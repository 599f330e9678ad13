//! Catalog types: products, variants and collections.
//!
//! These are the flattened shapes handed to callers. The nested
//! edge/node connection wrappers used on the wire never leave the
//! storefront client.

use chrono::{DateTime, Utc};
use serde::{Deserialize, Serialize};
use thiserror::Error;

use super::id::{CollectionId, ProductId, ProductOptionId, VariantId};
use super::price::Money;

/// Title Shopify assigns to the only variant of a product without options.
pub const DEFAULT_VARIANT_TITLE: &str = "Default Title";

/// Violations of catalog invariants.
#[derive(Debug, Clone, PartialEq, Eq, Error)]
pub enum CatalogError {
    /// A variant selects an option the product does not declare.
    #[error("variant {variant} selects undeclared option '{option}'")]
    UndeclaredOption { variant: VariantId, option: String },
}

/// Product or collection image.
#[derive(Debug, Clone, PartialEq, Eq, Serialize, Deserialize)]
#[serde(rename_all = "camelCase")]
pub struct Image {
    /// Image URL on the Shopify CDN.
    pub url: String,
    /// Alt text for accessibility.
    pub alt_text: Option<String>,
    /// Width in pixels.
    pub width: Option<u32>,
    /// Height in pixels.
    pub height: Option<u32>,
}

/// Selected option on a product variant.
#[derive(Debug, Clone, PartialEq, Eq, Hash, Serialize, Deserialize)]
pub struct SelectedOption {
    /// Option name (e.g., "Size").
    pub name: String,
    /// Selected value (e.g., "Large").
    pub value: String,
}

impl SelectedOption {
    #[must_use]
    pub fn new(name: impl Into<String>, value: impl Into<String>) -> Self {
        Self {
            name: name.into(),
            value: value.into(),
        }
    }
}

/// Product option definition.
#[derive(Debug, Clone, PartialEq, Eq, Serialize, Deserialize)]
pub struct ProductOption {
    /// Option ID.
    pub id: ProductOptionId,
    /// Option name (e.g., "Size").
    pub name: String,
    /// Allowed values (e.g., `["Small", "Medium", "Large"]`).
    pub values: Vec<String>,
}

/// Price range across a product's variants.
#[derive(Debug, Clone, PartialEq, Eq, Serialize, Deserialize)]
#[serde(rename_all = "camelCase")]
pub struct PriceRange {
    pub min_variant_price: Money,
    pub max_variant_price: Money,
}

/// A purchasable configuration of a product.
#[derive(Debug, Clone, PartialEq, Eq, Serialize, Deserialize)]
#[serde(rename_all = "camelCase")]
pub struct ProductVariant {
    pub id: VariantId,
    /// Combination of option values (or "Default Title").
    pub title: String,
    pub available_for_sale: bool,
    pub selected_options: Vec<SelectedOption>,
    pub price: Money,
    /// Original price when the variant is on sale.
    pub compare_at_price: Option<Money>,
    pub image: Option<Image>,
}

impl ProductVariant {
    /// Whether this is the placeholder variant of an option-less product.
    #[must_use]
    pub fn is_default(&self) -> bool {
        self.title == DEFAULT_VARIANT_TITLE
    }

    /// Whether the variant is discounted relative to its compare-at price.
    #[must_use]
    pub fn is_on_sale(&self) -> bool {
        self.compare_at_price
            .as_ref()
            .is_some_and(|compare| compare.amount > self.price.amount)
    }
}

/// A product in the store.
#[derive(Debug, Clone, PartialEq, Eq, Serialize, Deserialize)]
#[serde(rename_all = "camelCase")]
pub struct Product {
    pub id: ProductId,
    /// URL handle.
    pub handle: String,
    pub title: String,
    /// Plain text description.
    pub description: String,
    pub description_html: String,
    /// Whether any variant is available.
    pub available_for_sale: bool,
    pub vendor: String,
    pub product_type: String,
    pub tags: Vec<String>,
    pub created_at: DateTime<Utc>,
    pub updated_at: DateTime<Utc>,
    pub featured_image: Option<Image>,
    pub images: Vec<Image>,
    pub options: Vec<ProductOption>,
    pub price_range: PriceRange,
    pub variants: Vec<ProductVariant>,
}

impl Product {
    /// Check that every variant only selects options declared on the product.
    ///
    /// # Errors
    ///
    /// Returns the first `CatalogError::UndeclaredOption` found.
    pub fn validate(&self) -> Result<(), CatalogError> {
        for variant in &self.variants {
            for selected in &variant.selected_options {
                if !self.options.iter().any(|o| o.name == selected.name) {
                    return Err(CatalogError::UndeclaredOption {
                        variant: variant.id.clone(),
                        option: selected.name.clone(),
                    });
                }
            }
        }
        Ok(())
    }

    /// Find the variant matching a complete selection of option values.
    ///
    /// The selection must name every product option exactly once; partial
    /// selections match nothing.
    #[must_use]
    pub fn find_variant(&self, selection: &[SelectedOption]) -> Option<&ProductVariant> {
        let complete = selection.len() == self.options.len()
            && self
                .options
                .iter()
                .all(|o| selection.iter().filter(|s| s.name == o.name).count() == 1);
        if !complete {
            return None;
        }

        self.variants.iter().find(|variant| {
            variant.selected_options.len() == selection.len()
                && selection
                    .iter()
                    .all(|s| variant.selected_options.contains(s))
        })
    }

    /// First variant available for sale, falling back to the first variant.
    #[must_use]
    pub fn default_variant(&self) -> Option<&ProductVariant> {
        self.variants
            .iter()
            .find(|v| v.available_for_sale)
            .or_else(|| self.variants.first())
    }
}

/// A collection of products.
#[derive(Debug, Clone, PartialEq, Eq, Serialize, Deserialize)]
#[serde(rename_all = "camelCase")]
pub struct Collection {
    pub id: CollectionId,
    /// URL handle.
    pub handle: String,
    pub title: String,
    pub description: String,
    pub updated_at: Option<DateTime<Utc>>,
    pub image: Option<Image>,
    /// Empty unless the collection was fetched with its products.
    pub products: Vec<Product>,
}

#[cfg(test)]
#[allow(clippy::unwrap_used)]
mod tests {
    use super::*;

    fn usd(amount: &str) -> Money {
        Money::parse(amount, "USD").unwrap()
    }

    fn variant(id: u32, size: &str, color: &str) -> ProductVariant {
        ProductVariant {
            id: VariantId::new(format!("gid://shopify/ProductVariant/{id}")),
            title: format!("{size} / {color}"),
            available_for_sale: id != 1,
            selected_options: vec![
                SelectedOption::new("Size", size),
                SelectedOption::new("Color", color),
            ],
            price: usd("20.00"),
            compare_at_price: None,
            image: None,
        }
    }

    fn product() -> Product {
        Product {
            id: ProductId::new("gid://shopify/Product/1"),
            handle: "tee".to_string(),
            title: "Tee".to_string(),
            description: String::new(),
            description_html: String::new(),
            available_for_sale: true,
            vendor: "Harbor".to_string(),
            product_type: "Shirts".to_string(),
            tags: vec![],
            created_at: "2024-01-01T00:00:00Z".parse().unwrap(),
            updated_at: "2024-01-02T00:00:00Z".parse().unwrap(),
            featured_image: None,
            images: vec![],
            options: vec![
                ProductOption {
                    id: ProductOptionId::new("gid://shopify/ProductOption/1"),
                    name: "Size".to_string(),
                    values: vec!["S".to_string(), "M".to_string()],
                },
                ProductOption {
                    id: ProductOptionId::new("gid://shopify/ProductOption/2"),
                    name: "Color".to_string(),
                    values: vec!["Red".to_string(), "Blue".to_string()],
                },
            ],
            price_range: PriceRange {
                min_variant_price: usd("20.00"),
                max_variant_price: usd("20.00"),
            },
            variants: vec![
                variant(1, "S", "Red"),
                variant(2, "S", "Blue"),
                variant(3, "M", "Red"),
            ],
        }
    }

    #[test]
    fn test_find_variant_complete_selection() {
        let product = product();
        let found = product
            .find_variant(&[
                SelectedOption::new("Color", "Blue"),
                SelectedOption::new("Size", "S"),
            ])
            .unwrap();
        assert_eq!(found.id.as_str(), "gid://shopify/ProductVariant/2");
    }

    #[test]
    fn test_find_variant_partial_selection() {
        let product = product();
        assert!(
            product
                .find_variant(&[SelectedOption::new("Size", "S")])
                .is_none()
        );
    }

    #[test]
    fn test_find_variant_missing_combination() {
        let product = product();
        assert!(
            product
                .find_variant(&[
                    SelectedOption::new("Size", "M"),
                    SelectedOption::new("Color", "Blue"),
                ])
                .is_none()
        );
    }

    #[test]
    fn test_find_variant_duplicate_option_name() {
        let product = product();
        assert!(
            product
                .find_variant(&[
                    SelectedOption::new("Size", "S"),
                    SelectedOption::new("Size", "M"),
                ])
                .is_none()
        );
    }

    #[test]
    fn test_validate_accepts_declared_options() {
        assert!(product().validate().is_ok());
    }

    #[test]
    fn test_validate_rejects_undeclared_option() {
        let mut product = product();
        product.variants[0]
            .selected_options
            .push(SelectedOption::new("Material", "Cotton"));

        let err = product.validate().unwrap_err();
        assert_eq!(
            err,
            CatalogError::UndeclaredOption {
                variant: VariantId::new("gid://shopify/ProductVariant/1"),
                option: "Material".to_string(),
            }
        );
    }

    #[test]
    fn test_default_variant_prefers_available() {
        let product = product();
        assert_eq!(
            product.default_variant().unwrap().id.as_str(),
            "gid://shopify/ProductVariant/2"
        );
    }

    #[test]
    fn test_is_on_sale() {
        let mut v = variant(2, "S", "Blue");
        assert!(!v.is_on_sale());
        v.compare_at_price = Some(usd("25.00"));
        assert!(v.is_on_sale());
    }

    #[test]
    fn test_is_default() {
        let mut v = variant(2, "S", "Blue");
        assert!(!v.is_default());
        v.title = DEFAULT_VARIANT_TITLE.to_string();
        assert!(v.is_default());
    }
}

◆ ◆ ◆ ◆ ◆

• Assignment:
Copy out each line of the listing that holds the word "ProductId".

• Task result:
use super::id::{CollectionId, ProductId, ProductOptionId, VariantId};
    pub id: ProductId,
            id: ProductId::new("gid://shopify/Product/1"),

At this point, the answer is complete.